Ever since I've watched the sun, it's done nothing but let me down. The current solar cycle has been the weakest in over a century, so when we have a coronal mass ejection aimed directly at Earth, I get excited.
Most likely nothing besides lower-latitude aurora will result from this, but I'm hoping for the worst. After all, the space science community could use some funding.
Expect the arrival around 2000 UTC this Saturday (9/13/2014).
I'd wager around 36 hours. It's hard to say for sure, depends on the properties of the plasma cloud; density, speed, and magnetic field orientation. Here's my favorite model. They're expecting it earlier than I've predicted, and if the interplanetary magnetic field is oriented northward, like they're showing, the conditions aren't ripe for magnetic reconnection, which severely diminishes the amount of geomagnetic storming. Still, our magnetosphere will constrict from the force of the impact, which will give us a significant substorm, if nothing else.
The latter. We can't really "see" the plasma in between the time it leaves the corona and arrives here. One of our best tools is the ACE spacecraft, which orbits around Lagrangian Point 1, about an hour upstream of us (under typical solar wind speed conditions). For a storm, we'll see it coming about 20 minutes before it hits the magnetosphere, but then it takes about another hour to propagate back through the magnetotail and send ions slamming down into the polar atmosphere... then voila, aurora.

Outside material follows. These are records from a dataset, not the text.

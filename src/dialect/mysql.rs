//! MySQL: backtick quoting, `WITH ROLLUP`, `SQL_CALC_FOUND_ROWS`,
//! `INTO` / `INTO OUTFILE`, table options and ordered UPDATE/DELETE.

use super::{Dialect, DialectBuilder, OperatorEntry};
use crate::error::JsqlResult;
use crate::operators::{self, paging, redirect};
use crate::quoter::Quoter;
use crate::registry::OperatorKind::{Clause, Flag};

const OPERATORS: &[OperatorEntry] = &[
    ("$calcFoundRows", Flag, operators::flag),
    ("$rollup", Flag, operators::flag),
    ("$limit", Clause, paging::limit_unsigned_max),
    ("$into", Clause, redirect::into),
    ("$outfile", Clause, redirect::outfile),
    ("$file", Clause, operators::bind_string),
    ("$fields", Clause, redirect::export_options),
    ("$lines", Clause, redirect::export_options),
    ("$terminatedBy", Clause, operators::bind_string),
    ("$enclosedBy", Clause, operators::bind_string),
    ("$escapedBy", Clause, operators::bind_string),
    ("$startingBy", Clause, operators::bind_string),
    ("$autoInc", Flag, operators::flag),
    ("$comment", Clause, operators::inline_string),
    ("$engine", Clause, operators::keyword),
    ("$charset", Clause, operators::keyword),
];

const SYNTAX: &[(&str, &str)] = &[
    (
        "$select",
        "SELECT{ DISTINCT[$distinct]}{ SQL_CALC_FOUND_ROWS[$calcFoundRows]} [$columns|*]\
         { INTO [$into]}{ INTO OUTFILE [$outfile]}\
         { FROM [$from]}{ FROM [$table]}\
         { WHERE [$where]}\
         { GROUP BY [$groupBy]}\
         { HAVING [$having]}\
         { ORDER BY [$sort]}\
         { LIMIT [$limit]{ OFFSET [$offset]}}",
    ),
    ("$groupBy", "<$columns>{ WITH ROLLUP[$rollup]}"),
    (
        "$column",
        "<$type>{ NOT NULL[$notNull]}[$default]{ AUTO_INCREMENT[$autoInc]}\
         { PRIMARY KEY[$primary]}{ UNIQUE[$unique]}{ COMMENT [$comment]}",
    ),
    (
        "$createTable",
        "CREATE{ TEMPORARY[$temp]} TABLE{ IF NOT EXISTS[$ine]} <$table> (<$define>)\
         { ENGINE = [$engine]}{ DEFAULT CHARSET = [$charset]}{ COMMENT = [$comment]}",
    ),
    (
        "$update",
        "UPDATE <$table> SET <$set>{ WHERE [$where]}{ ORDER BY [$sort]}{ LIMIT [$limit]}",
    ),
    (
        "$delete",
        "DELETE FROM <$table>{ WHERE [$where]}{ ORDER BY [$sort]}{ LIMIT [$limit]}",
    ),
];

const NEW_SYNTAX: &[(&str, &str)] = &[
    ("$outfile", "<$file>{ FIELDS[$fields]}{ LINES[$lines]}"),
    (
        "$fields",
        "{ TERMINATED BY [$terminatedBy]}{ ENCLOSED BY [$enclosedBy]}{ ESCAPED BY [$escapedBy]}",
    ),
    ("$lines", "{ STARTING BY [$startingBy]}{ TERMINATED BY [$terminatedBy]}"),
];

pub(super) fn builder(ansi: &Dialect) -> JsqlResult<DialectBuilder> {
    let mut builder = DialectBuilder::derive("mysql", ansi)
        .quoter(Quoter::backtick())
        .register_all(OPERATORS);
    for (name, grammar) in SYNTAX {
        builder = builder.update_syntax(name, grammar)?;
    }
    builder.register_all_syntax(NEW_SYNTAX)
}
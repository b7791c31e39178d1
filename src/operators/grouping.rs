//! `$groupBy`.

use serde_json::Value;

use crate::compiler::{Call, CompileContext};
use crate::error::JsqlResult;

/// A column or list of columns, or `{ $columns, ... }` rendered through
/// the dialect's `$groupBy` template (MySQL adds `$rollup` there).
pub fn group_by(ctx: &mut CompileContext<'_>, call: Call<'_>) -> JsqlResult<String> {
    match call.value {
        Value::Object(_) => ctx.render_syntax(call.operator, call.value, call.key),
        other => ctx.identifier(call.operator, other),
    }
}
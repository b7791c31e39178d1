//! Result redirection (MySQL): `$into` and `$outfile`.

use serde_json::Value;

use crate::compiler::{kind, Call, CompileContext};
use crate::error::JsqlResult;

fn variable<'v>(call: &Call<'_>, value: &'v Value) -> JsqlResult<&'v str> {
    let name = value
        .as_str()
        .ok_or_else(|| call.invalid(format!("expected a variable name, found {}", kind(value))))?;
    let valid = !name.is_empty()
        && name
            .chars()
            .all(|c| c.is_ascii_alphanumeric() || matches!(c, '_' | '@' | '$' | '.'));
    if !valid {
        return Err(call.invalid(format!("'{}' is not a variable name", name)));
    }
    Ok(name)
}

/// `$into`: session variables, emitted verbatim (never quoted or bound).
pub fn into(_ctx: &mut CompileContext<'_>, call: Call<'_>) -> JsqlResult<String> {
    match call.value {
        Value::Array(items) if !items.is_empty() => {
            let names = items
                .iter()
                .map(|item| variable(&call, item))
                .collect::<JsqlResult<Vec<_>>>()?;
            Ok(names.join(", "))
        }
        Value::String(_) => Ok(variable(&call, call.value)?.to_string()),
        other => Err(call.invalid(format!(
            "expected a variable or a non-empty list of variables, found {}",
            kind(other)
        ))),
    }
}

/// `$outfile`: a bound file name, or `{ $file, $fields, $lines }` rendered in
/// that fixed order through the dialect's `$outfile` template.
pub fn outfile(ctx: &mut CompileContext<'_>, call: Call<'_>) -> JsqlResult<String> {
    if call.parent.get("$into").is_some_and(|v| !v.is_null()) {
        return Err(call.invalid("'$outfile' and '$into' are mutually exclusive"));
    }
    match call.value {
        Value::String(_) => Ok(ctx.bind(call.value)),
        Value::Object(_) => ctx.render_syntax(call.operator, call.value, call.key),
        other => Err(call.invalid(format!(
            "expected a file name or an object, found {}",
            kind(other)
        ))),
    }
}

/// `$fields` / `$lines`: at least one sub-option must be given.
pub fn export_options(ctx: &mut CompileContext<'_>, call: Call<'_>) -> JsqlResult<String> {
    let sql = ctx.render_syntax(call.operator, call.value, call.key)?;
    if sql.is_empty() {
        return Err(call.invalid("expected at least one option"));
    }
    Ok(sql)
}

Update: my prediction time was far too late, as the CME has just swept past the ACE spacecraft about 2 hours ago (~1530 UTC, 9/12/2014). Really great to watch this unfold in real-time on that aggregated data site, solarham.com. Definitely the strongest event I've ever caught "live". Expect some nice Aurora tonight, especially in Northern Europe and northeast to north-central North America. Hopefully they're still around by the time Alaska rotates past the terminator line.
Hey if you want to see a good map of Aurora activity, you can use http://www.gi.alaska.edu/AuroraForecast which draws a predicted map of the Aurora based on previous data.
I'd be very surprised if they made it lower than 45 degrees.